Offaly camogie had to press restart and relaunch

“Sometimes you need to come down, have a reality check, and look at what is going wrong. We are slowly building Offaly camogie back up."
Offaly camogie had to press restart and relaunch

Offaly’s Orlagh Phelan ahead of the Glen Dimplex All-Ireland Finals this Sunday, 10th August. The Camogie Association is calling on all fans to attend this triple-header at Croke Park.

The charm dangling at the bottom of Orlagh Phelan’s gold necklace is a map of Offaly. The necklace was a present from a Tipperary friend. The present was in recognition of her receiving the Offaly captaincy at the beginning of the year.

Phelan is a young captain. A very young captain at that. Recently turned 21, she was all of 20 years young when manager David Sullivan handed her the role for the 2025 season.

Being thrown in at the deep end is familiar work for the Naomh Bríd clubwoman, her senior championship debut at the age of 17 requiring the teenager to shadow and subdue then five-time Kilkenny All-Star Denise Gaule.

Vice-captains Amy Byrne and Mairead Teehan have rarely left Phelan’s side in helping her find voice and adjust to the captaincy title. It’s a role she’s growing in and slowly overcoming the few scary parts attached to the job.

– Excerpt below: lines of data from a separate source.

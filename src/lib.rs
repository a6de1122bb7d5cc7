pub mod config;
pub mod handler;
pub mod options;
pub mod packet;
pub mod pool;
pub mod server;

pub use config::Config;
pub use handler::LeaseHandler;
pub use options::{DhcpOption, MessageType};
pub use packet::DhcpPacket;
pub use pool::{AllocationPool, MacAddr, PoolError};

use std::sync::Arc;
use tokio::sync::Mutex;

/// The handler (and the pool it owns) is shared across per-datagram tasks.
/// All pool access goes through this lock so the free-entry scan and the
/// mark-allocated step are one indivisible operation.
pub type SharedHandler = Arc<Mutex<LeaseHandler>>;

“Not daunting, but you are like, I hope they are not going to turn on me now if I stand up and start giving out,” Phelan quips.

“In fairness, the girls have had so much respect for me as captain. They have really made my role easier. It is hard in that you are 20 and you are trying to tell a girl who is older than you, not what to do, but to come on, drive it on now. Overall, though, it has been such a good learning experience.” 

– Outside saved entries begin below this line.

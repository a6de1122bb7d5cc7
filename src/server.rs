//! UDP serve loop. One task per inbound datagram; the shared handler lock
//! is the only synchronization point.

use std::net::{Ipv4Addr, SocketAddr};
use std::sync::Arc;

use anyhow::{Context, Result};
use socket2::{Domain, Protocol, Socket, Type};
use tracing::{debug, info, warn};

use crate::SharedHandler;
use crate::packet::{BOOT_REQUEST, DhcpPacket};

const CLIENT_PORT: u16 = 68;

pub async fn run(listen: SocketAddr, handler: SharedHandler) -> Result<()> {
    // Raw socket so SO_BROADCAST can be set before binding.
    let socket = Socket::new(Domain::IPV4, Type::DGRAM, Some(Protocol::UDP))
        .context("failed to create UDP socket")?;
    socket.set_reuse_address(true)?;
    socket.set_broadcast(true)?;
    socket
        .bind(&listen.into())
        .with_context(|| format!("failed to bind {listen}"))?;
    socket.set_nonblocking(true)?;
    let socket = Arc::new(tokio::net::UdpSocket::from_std(socket.into())?);

    info!("DHCP server listening on {listen}");

    let mut buf = [0u8; 1500];

    loop {
        let (len, peer) = match socket.recv_from(&mut buf).await {
            Ok(received) => received,
            Err(error) => {
                warn!("recv error: {error}");
                continue;
            }
        };

        let packet = match DhcpPacket::parse(&buf[..len]) {
            Ok(packet) => packet,
            Err(error) => {
                debug!("invalid DHCP packet from {peer}: {error}");
                continue;
            }
        };

        if packet.op != BOOT_REQUEST {
            continue;
        }

        let handler = handler.clone();
        let socket = socket.clone();
        tokio::spawn(async move {
            let reply = handler.lock().await.handle(&packet);

            if let Some(reply) = reply {
                let dest = reply_destination(&packet, peer);
                if let Err(error) = socket.send_to(&reply.to_bytes(), dest).await {
                    // Allocation state is not rolled back; the client will
                    // re-run the transaction, which is idempotent.
                    warn!("failed to send reply to {dest}: {error}");
                }
            }
        });
    }
}

/// Replies go back to the originating peer. Clients that have no address
/// yet (source 0.0.0.0) or that asked for broadcast get the reply on
/// 255.255.255.255:68.
fn reply_destination(request: &DhcpPacket, peer: SocketAddr) -> SocketAddr {
    if request.is_broadcast() || peer.ip().is_unspecified() {
        SocketAddr::new(Ipv4Addr::BROADCAST.into(), CLIENT_PORT)
    } else {
        peer
    }
}
use std::net::SocketAddr;
use std::path::Path;
use std::sync::Arc;

use anyhow::{Context, Result};
use tokio::sync::Mutex;
use tracing::info;

use dhcplet::{AllocationPool, Config, LeaseHandler, server};

const DEFAULT_CONFIG_PATH: &str = "config.json";

#[tokio::main]
async fn main() -> Result<()> {
    tracing_subscriber::fmt()
        .with_env_filter(
            tracing_subscriber::EnvFilter::try_from_default_env()
                .unwrap_or_else(|_| "info".parse().unwrap()),
        )
        .init();

    let path = std::env::args()
        .nth(1)
        .unwrap_or_else(|| DEFAULT_CONFIG_PATH.to_string());
    let config = Config::load(Path::new(&path))?;
    config.validate().context("invalid configuration")?;

    let pool = AllocationPool::from_cidr(config.pool_net()?);
    info!("pool {} holds {} addresses", config.pool, pool.len());

    let handler = Arc::new(Mutex::new(LeaseHandler::new(
        config.subnet_net()?,
        config.gateway,
        config.dns,
        config.server_ip,
        pool,
    )));

    let listen = SocketAddr::new(config.listen_address.into(), config.port);

    tokio::select! {
        result = server::run(listen, handler) => result,
        _ = tokio::signal::ctrl_c() => {
            info!("received shutdown signal, stopping server");
            Ok(())
        }
    }
}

Offaly camogie, on the watch of All-Ireland hurling winner Joachim Kelly, broke through when achieving back-to-back junior and intermediate final victories in 2009 and ‘10. Two years later they were present at Nowlan Park on All-Ireland senior semis afternoon.

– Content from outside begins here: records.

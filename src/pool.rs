//! IPv4 address pool keyed by client hardware address.

use std::fmt;
use std::net::Ipv4Addr;

use ipnet::Ipv4Net;
use thiserror::Error;
use tracing::debug;

/// Ethernet hardware address, the stable client identity for allocation.
#[derive(Debug, Clone, Copy, PartialEq, Eq)]
pub struct MacAddr([u8; 6]);

impl MacAddr {
    pub const fn new(octets: [u8; 6]) -> Self {
        Self(octets)
    }

    pub fn octets(&self) -> [u8; 6] {
        self.0
    }

    pub fn is_zero(&self) -> bool {
        self.0 == [0u8; 6]
    }
}

impl fmt::Display for MacAddr {
    fn fmt(&self, f: &mut fmt::Formatter<'_>) -> fmt::Result {
        let [a, b, c, d, e, g] = self.0;
        write!(f, "{a:02x}:{b:02x}:{c:02x}:{d:02x}:{e:02x}:{g:02x}")
    }
}

#[derive(Debug, Error, PartialEq, Eq)]
pub enum PoolError {
    #[error("no free address left in the pool")]
    Exhausted,
    #[error("address {0} is not part of the pool")]
    AddressNotFound(Ipv4Addr),
}

/// One allocatable address. The owner doubles as the allocated flag:
/// an entry is leased iff `owner` is set.
#[derive(Debug, Clone, Copy)]
struct PoolEntry {
    address: Ipv4Addr,
    owner: Option<MacAddr>,
}

/// The fixed universe of allocatable addresses for one CIDR range.
///
/// Built once at startup and mutated in place by allocate/release for the
/// process lifetime. Holds no lock itself; callers serialize access (see
/// [`crate::SharedHandler`]).
pub struct AllocationPool {
    entries: Vec<PoolEntry>,
}

impl AllocationPool {
    /// Enumerate every address after the configured base address of `net`
    /// and before its broadcast address, in ascending order. The base is the
    /// address as written in the CIDR, so `192.168.1.64/25` pools `.65`
    /// through `.126` rather than the whole `/25`. A /31 or /32 yields an
    /// empty pool.
    pub fn from_cidr(net: Ipv4Net) -> Self {
        let broadcast = net.broadcast();
        let mut entries = Vec::new();
        let mut cursor = successor(net.addr());
        while let Some(address) = cursor {
            if address >= broadcast {
                break;
            }
            entries.push(PoolEntry {
                address,
                owner: None,
            });
            cursor = successor(address);
        }
        debug!("pool for {} holds {} addresses", net, entries.len());
        Self { entries }
    }

    /// Assign an address to `owner`.
    ///
    /// A client that already holds a lease gets the same address back
    /// without consuming another slot, so a re-sent DISCOVER cannot leak
    /// addresses. Otherwise the first free entry in pool order is taken.
    pub fn allocate(&mut self, owner: MacAddr) -> Result<Ipv4Addr, PoolError> {
        if let Some(entry) = self.entries.iter().find(|e| e.owner == Some(owner)) {
            return Ok(entry.address);
        }

        match self.entries.iter_mut().find(|e| e.owner.is_none()) {
            Some(entry) => {
                entry.owner = Some(owner);
                Ok(entry.address)
            }
            None => Err(PoolError::Exhausted),
        }
    }

    /// Return `address` to the free set, immediately eligible for reuse.
    /// Releasing an entry that is already free is a no-op; an address
    /// outside the pool's range is reported.
    pub fn release(&mut self, address: Ipv4Addr) -> Result<(), PoolError> {
        match self.entries.iter_mut().find(|e| e.address == address) {
            Some(entry) => {
                entry.owner = None;
                Ok(())
            }
            None => Err(PoolError::AddressNotFound(address)),
        }
    }

    pub fn len(&self) -> usize {
        self.entries.len()
    }

    pub fn is_empty(&self) -> bool {
        self.entries.is_empty()
    }

    pub fn free_count(&self) -> usize {
        self.entries.iter().filter(|e| e.owner.is_none()).count()
    }

    /// All pool addresses in allocation order, leased or not.
    pub fn addresses(&self) -> impl Iterator<Item = Ipv4Addr> + '_ {
        self.entries.iter().map(|e| e.address)
    }
}

/// Next IPv4 address, carrying overflow across all four octets.
/// Returns `None` past 255.255.255.255.
fn successor(ip: Ipv4Addr) -> Option<Ipv4Addr> {
    let mut octets = ip.octets();
    for byte in octets.iter_mut().rev() {
        let (value, carry) = byte.overflowing_add(1);
        *byte = value;
        if !carry {
            return Some(Ipv4Addr::from(octets));
        }
    }
    None
}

The county’s rise was swift and spectacular. Camogie nobodies to next stop Croke Park. They continued to hold top-level company in the years after their heavy 2012 semi-final defeat to champions Wexford. The Faithful women reached quarter-finals in ‘13, ‘14, and ‘16. They should have exacted Wexford revenge in the first of those, Ursula Jacob denying successive semi-final appearances at the death.

The downturn came at the beginning of the current decade. They handed Cork a walkover in their opening game of the 2020 championship. Covid was not the reason behind the walkover.

In that campaign and the three after, Offaly would lose all 13 of their championship group games. A relegation play-off victory over Down saved them in 2021. They could not repeat the trick against the same opposition 24 months later.

They had to fall in order to pick themselves up. They needed to press restart and relaunch. The annual hidings at senior level had become harmful both to playing personnel and wider Offaly camogie picture.

“Sometimes you need to come down, have a reality check, and look at what is going wrong. We are slowly building Offaly camogie back up,” says the half-back and Mary Immaculate college student.

“When we lost the intermediate semi-final last year, we were probably saying, are we ever going to get out of intermediate, but going back down got us to reset, so it definitely was a learning experience for us. It has benefited us, and I hope it will again on Sunday.

“Everyone is talking about Offaly camogie again, which is fantastic. Offaly camogie has been spoken about for the wrong reasons for the last few years. It is good to see people are getting behind us and want to see us back up senior. Playing senior would be such an honour, that is every girl's dream.” 

The return road to senior was shortened and made slightly less treacherous by the Camogie Association decision for 2025 to stop senior counties fielding second teams at intermediate level. Against that, mind, the decision to relegate two counties from senior last year, as opposed to the usual one, meant no guarantees for Offaly and Kerry, the pair who lost out narrowly to Cork and Kilkenny at the semi-final stage in 2024.

“It could have been an Offaly-Kerry final last year, but allowing us to pave our way at intermediate without any of the second teams being there gave you confidence. There was room for other teams too to come up and make their statement.

“The second teams are in training with their seniors so they are getting that bit more experience, so it was great for other teams to pave their way and get people talking about camogie in their county, as well, as opposed to just the main counties.”